> _Dataset extract_
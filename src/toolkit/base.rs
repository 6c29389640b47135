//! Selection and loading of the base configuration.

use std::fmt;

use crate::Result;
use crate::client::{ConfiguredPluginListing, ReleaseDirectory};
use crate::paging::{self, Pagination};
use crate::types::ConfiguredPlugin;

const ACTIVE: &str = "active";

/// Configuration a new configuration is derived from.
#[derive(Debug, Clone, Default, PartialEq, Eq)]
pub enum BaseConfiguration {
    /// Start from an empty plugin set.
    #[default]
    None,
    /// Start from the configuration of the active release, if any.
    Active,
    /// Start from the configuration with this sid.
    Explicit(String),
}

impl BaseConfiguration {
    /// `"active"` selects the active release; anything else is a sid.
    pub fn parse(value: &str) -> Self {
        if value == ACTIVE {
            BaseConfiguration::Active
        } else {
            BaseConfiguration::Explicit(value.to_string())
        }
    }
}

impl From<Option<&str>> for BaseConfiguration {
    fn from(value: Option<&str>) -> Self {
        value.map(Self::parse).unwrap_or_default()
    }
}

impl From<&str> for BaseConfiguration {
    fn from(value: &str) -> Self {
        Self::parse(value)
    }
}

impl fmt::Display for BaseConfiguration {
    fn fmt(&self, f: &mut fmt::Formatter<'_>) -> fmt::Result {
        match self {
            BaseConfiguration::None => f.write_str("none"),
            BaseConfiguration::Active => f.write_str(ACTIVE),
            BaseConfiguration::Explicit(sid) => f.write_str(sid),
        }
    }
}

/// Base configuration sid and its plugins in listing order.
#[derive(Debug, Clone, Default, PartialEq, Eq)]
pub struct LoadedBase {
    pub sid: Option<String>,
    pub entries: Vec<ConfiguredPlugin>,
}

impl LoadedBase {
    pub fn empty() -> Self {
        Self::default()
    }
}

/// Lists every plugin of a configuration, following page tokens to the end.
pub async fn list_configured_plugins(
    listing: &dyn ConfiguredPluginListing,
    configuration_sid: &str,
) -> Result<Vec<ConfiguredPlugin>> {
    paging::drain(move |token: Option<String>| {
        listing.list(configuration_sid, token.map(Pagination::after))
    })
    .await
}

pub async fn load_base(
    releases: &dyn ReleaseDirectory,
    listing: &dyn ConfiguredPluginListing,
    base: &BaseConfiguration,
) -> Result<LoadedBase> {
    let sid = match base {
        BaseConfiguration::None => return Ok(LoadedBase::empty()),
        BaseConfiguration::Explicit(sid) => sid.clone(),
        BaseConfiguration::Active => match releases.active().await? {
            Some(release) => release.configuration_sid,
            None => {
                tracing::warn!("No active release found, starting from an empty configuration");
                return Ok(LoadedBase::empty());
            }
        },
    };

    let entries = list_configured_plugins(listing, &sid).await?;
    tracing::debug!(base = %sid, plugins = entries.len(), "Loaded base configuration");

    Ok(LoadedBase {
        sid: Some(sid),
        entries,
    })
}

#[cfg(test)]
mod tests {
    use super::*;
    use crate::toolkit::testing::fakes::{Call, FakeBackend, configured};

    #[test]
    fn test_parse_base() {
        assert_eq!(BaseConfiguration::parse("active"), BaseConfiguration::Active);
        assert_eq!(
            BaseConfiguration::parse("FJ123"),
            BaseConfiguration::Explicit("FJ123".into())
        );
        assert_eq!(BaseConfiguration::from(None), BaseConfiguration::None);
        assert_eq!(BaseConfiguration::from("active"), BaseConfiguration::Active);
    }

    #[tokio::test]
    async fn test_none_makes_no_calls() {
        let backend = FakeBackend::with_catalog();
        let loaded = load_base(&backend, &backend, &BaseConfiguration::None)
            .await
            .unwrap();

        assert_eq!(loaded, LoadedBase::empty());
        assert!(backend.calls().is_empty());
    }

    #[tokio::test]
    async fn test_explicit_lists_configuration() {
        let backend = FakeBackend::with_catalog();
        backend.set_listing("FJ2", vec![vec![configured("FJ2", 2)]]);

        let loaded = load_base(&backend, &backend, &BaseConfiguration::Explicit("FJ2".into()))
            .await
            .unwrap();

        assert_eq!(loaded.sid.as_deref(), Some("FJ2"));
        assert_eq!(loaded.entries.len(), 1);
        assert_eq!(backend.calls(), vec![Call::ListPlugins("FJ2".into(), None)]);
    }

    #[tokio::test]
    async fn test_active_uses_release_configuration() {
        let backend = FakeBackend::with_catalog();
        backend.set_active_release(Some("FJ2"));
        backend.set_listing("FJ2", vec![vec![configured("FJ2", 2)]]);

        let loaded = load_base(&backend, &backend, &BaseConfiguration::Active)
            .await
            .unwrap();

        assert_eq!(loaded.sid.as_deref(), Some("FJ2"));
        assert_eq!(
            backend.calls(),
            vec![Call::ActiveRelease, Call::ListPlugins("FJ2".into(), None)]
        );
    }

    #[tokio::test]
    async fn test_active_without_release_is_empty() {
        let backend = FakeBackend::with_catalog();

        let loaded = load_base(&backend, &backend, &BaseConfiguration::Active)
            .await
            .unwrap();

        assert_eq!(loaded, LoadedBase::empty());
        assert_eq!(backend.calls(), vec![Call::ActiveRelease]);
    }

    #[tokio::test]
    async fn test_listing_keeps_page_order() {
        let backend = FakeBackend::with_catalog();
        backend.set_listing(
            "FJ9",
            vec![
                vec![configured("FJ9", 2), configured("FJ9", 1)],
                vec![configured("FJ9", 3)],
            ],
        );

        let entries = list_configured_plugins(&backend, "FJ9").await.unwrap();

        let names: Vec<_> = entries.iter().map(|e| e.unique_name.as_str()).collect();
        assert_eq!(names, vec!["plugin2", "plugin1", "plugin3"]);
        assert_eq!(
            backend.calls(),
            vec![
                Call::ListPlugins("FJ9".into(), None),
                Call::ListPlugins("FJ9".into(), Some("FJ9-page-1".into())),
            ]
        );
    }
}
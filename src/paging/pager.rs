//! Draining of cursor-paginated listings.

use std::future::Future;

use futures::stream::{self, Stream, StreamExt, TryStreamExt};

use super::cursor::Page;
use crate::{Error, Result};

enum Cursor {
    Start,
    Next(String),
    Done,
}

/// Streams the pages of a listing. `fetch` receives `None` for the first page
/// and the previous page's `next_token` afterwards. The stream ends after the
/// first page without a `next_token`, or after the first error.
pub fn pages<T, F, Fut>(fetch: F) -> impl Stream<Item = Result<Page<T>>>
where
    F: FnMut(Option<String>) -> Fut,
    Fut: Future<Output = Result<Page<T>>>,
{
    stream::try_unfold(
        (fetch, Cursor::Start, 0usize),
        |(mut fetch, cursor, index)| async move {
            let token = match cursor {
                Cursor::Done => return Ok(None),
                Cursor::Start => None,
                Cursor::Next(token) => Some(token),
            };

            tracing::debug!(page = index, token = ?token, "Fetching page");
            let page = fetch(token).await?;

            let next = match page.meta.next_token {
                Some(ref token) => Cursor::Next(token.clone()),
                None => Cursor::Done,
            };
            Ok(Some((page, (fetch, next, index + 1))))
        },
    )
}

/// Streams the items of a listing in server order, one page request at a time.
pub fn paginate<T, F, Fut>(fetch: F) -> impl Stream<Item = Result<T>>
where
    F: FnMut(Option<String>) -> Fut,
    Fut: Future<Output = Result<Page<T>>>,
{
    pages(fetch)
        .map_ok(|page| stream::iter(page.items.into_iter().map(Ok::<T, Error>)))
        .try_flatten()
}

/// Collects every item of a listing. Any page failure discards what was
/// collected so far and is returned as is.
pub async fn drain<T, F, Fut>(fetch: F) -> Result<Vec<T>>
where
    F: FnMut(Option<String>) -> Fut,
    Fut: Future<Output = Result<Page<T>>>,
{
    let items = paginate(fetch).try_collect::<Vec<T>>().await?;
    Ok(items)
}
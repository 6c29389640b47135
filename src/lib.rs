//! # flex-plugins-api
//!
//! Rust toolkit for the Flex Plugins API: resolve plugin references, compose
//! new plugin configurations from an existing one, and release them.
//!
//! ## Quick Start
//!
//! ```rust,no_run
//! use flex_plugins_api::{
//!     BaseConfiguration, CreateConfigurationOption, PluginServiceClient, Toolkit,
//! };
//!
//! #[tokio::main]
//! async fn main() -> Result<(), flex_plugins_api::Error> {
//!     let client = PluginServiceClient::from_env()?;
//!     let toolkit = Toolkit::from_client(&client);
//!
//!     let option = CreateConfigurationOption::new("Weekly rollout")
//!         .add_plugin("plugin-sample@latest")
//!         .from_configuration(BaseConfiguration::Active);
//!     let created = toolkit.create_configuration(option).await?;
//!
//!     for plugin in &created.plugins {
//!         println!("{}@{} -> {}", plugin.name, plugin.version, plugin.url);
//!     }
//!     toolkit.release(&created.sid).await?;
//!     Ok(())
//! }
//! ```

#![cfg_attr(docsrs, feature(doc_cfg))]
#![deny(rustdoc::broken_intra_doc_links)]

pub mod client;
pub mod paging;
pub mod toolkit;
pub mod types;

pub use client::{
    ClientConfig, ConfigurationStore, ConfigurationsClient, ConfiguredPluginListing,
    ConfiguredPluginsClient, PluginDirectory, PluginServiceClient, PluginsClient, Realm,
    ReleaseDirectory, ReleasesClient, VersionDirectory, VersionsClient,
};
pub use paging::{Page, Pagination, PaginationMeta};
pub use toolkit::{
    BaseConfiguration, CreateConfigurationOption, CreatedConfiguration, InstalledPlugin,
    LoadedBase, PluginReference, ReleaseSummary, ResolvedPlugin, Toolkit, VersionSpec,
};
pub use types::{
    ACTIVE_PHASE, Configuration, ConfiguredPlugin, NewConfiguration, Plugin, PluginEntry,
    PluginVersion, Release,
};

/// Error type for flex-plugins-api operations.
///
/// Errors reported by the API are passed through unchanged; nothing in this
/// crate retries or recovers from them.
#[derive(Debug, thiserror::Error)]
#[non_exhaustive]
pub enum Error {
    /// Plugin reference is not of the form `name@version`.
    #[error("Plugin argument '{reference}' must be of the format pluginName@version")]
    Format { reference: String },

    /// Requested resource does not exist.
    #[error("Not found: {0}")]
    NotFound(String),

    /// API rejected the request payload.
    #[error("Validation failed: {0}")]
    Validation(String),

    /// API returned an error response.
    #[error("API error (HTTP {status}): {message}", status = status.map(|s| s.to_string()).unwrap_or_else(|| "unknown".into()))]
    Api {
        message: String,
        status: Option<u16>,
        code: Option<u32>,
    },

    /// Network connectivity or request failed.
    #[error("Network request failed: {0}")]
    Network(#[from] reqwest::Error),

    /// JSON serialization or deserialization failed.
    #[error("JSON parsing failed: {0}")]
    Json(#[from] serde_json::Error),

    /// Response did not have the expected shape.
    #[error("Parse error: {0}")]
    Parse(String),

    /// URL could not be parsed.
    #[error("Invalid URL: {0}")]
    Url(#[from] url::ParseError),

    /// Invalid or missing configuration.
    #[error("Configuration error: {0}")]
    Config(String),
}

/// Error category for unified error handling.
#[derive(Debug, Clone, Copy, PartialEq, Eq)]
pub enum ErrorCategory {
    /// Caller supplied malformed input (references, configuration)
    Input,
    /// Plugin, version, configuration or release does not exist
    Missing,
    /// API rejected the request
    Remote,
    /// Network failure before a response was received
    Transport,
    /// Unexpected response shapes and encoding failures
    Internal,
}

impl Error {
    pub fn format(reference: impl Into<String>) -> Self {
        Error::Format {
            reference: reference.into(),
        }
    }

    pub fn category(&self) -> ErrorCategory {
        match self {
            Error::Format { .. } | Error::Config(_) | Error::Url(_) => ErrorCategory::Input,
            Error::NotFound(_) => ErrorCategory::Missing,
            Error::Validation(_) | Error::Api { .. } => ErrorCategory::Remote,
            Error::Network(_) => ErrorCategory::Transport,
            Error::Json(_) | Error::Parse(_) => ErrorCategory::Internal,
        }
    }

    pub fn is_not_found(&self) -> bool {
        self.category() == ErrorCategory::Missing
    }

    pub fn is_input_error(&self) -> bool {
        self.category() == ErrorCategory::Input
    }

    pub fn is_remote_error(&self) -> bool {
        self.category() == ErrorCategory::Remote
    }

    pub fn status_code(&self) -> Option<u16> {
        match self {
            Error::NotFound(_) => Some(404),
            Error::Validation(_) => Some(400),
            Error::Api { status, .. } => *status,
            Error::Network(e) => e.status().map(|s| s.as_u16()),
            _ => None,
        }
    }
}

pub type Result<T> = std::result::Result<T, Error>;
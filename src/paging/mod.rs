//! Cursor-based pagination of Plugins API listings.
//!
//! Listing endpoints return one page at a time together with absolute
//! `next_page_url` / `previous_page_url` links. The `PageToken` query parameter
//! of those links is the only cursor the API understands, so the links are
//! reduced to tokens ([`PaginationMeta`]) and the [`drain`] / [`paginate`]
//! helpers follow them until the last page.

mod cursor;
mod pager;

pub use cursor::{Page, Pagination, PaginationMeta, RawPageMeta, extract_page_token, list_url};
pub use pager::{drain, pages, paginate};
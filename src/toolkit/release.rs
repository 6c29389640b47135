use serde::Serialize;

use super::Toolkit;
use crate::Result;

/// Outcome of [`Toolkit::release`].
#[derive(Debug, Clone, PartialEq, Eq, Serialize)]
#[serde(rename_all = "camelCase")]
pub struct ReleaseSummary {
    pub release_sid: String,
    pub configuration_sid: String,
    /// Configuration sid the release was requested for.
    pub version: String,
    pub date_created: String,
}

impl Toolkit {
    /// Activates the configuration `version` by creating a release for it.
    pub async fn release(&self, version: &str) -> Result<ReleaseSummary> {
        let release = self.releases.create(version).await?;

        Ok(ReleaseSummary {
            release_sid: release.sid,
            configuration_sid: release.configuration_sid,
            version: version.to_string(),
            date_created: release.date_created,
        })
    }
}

> _Work to be completed_
The response must contain each line above that holds the string "PluginServiceClient".

> _Response_
//!     BaseConfiguration, CreateConfigurationOption, PluginServiceClient, Toolkit,
//!     let client = PluginServiceClient::from_env()?;
    ConfiguredPluginsClient, PluginDirectory, PluginServiceClient, PluginsClient, Realm,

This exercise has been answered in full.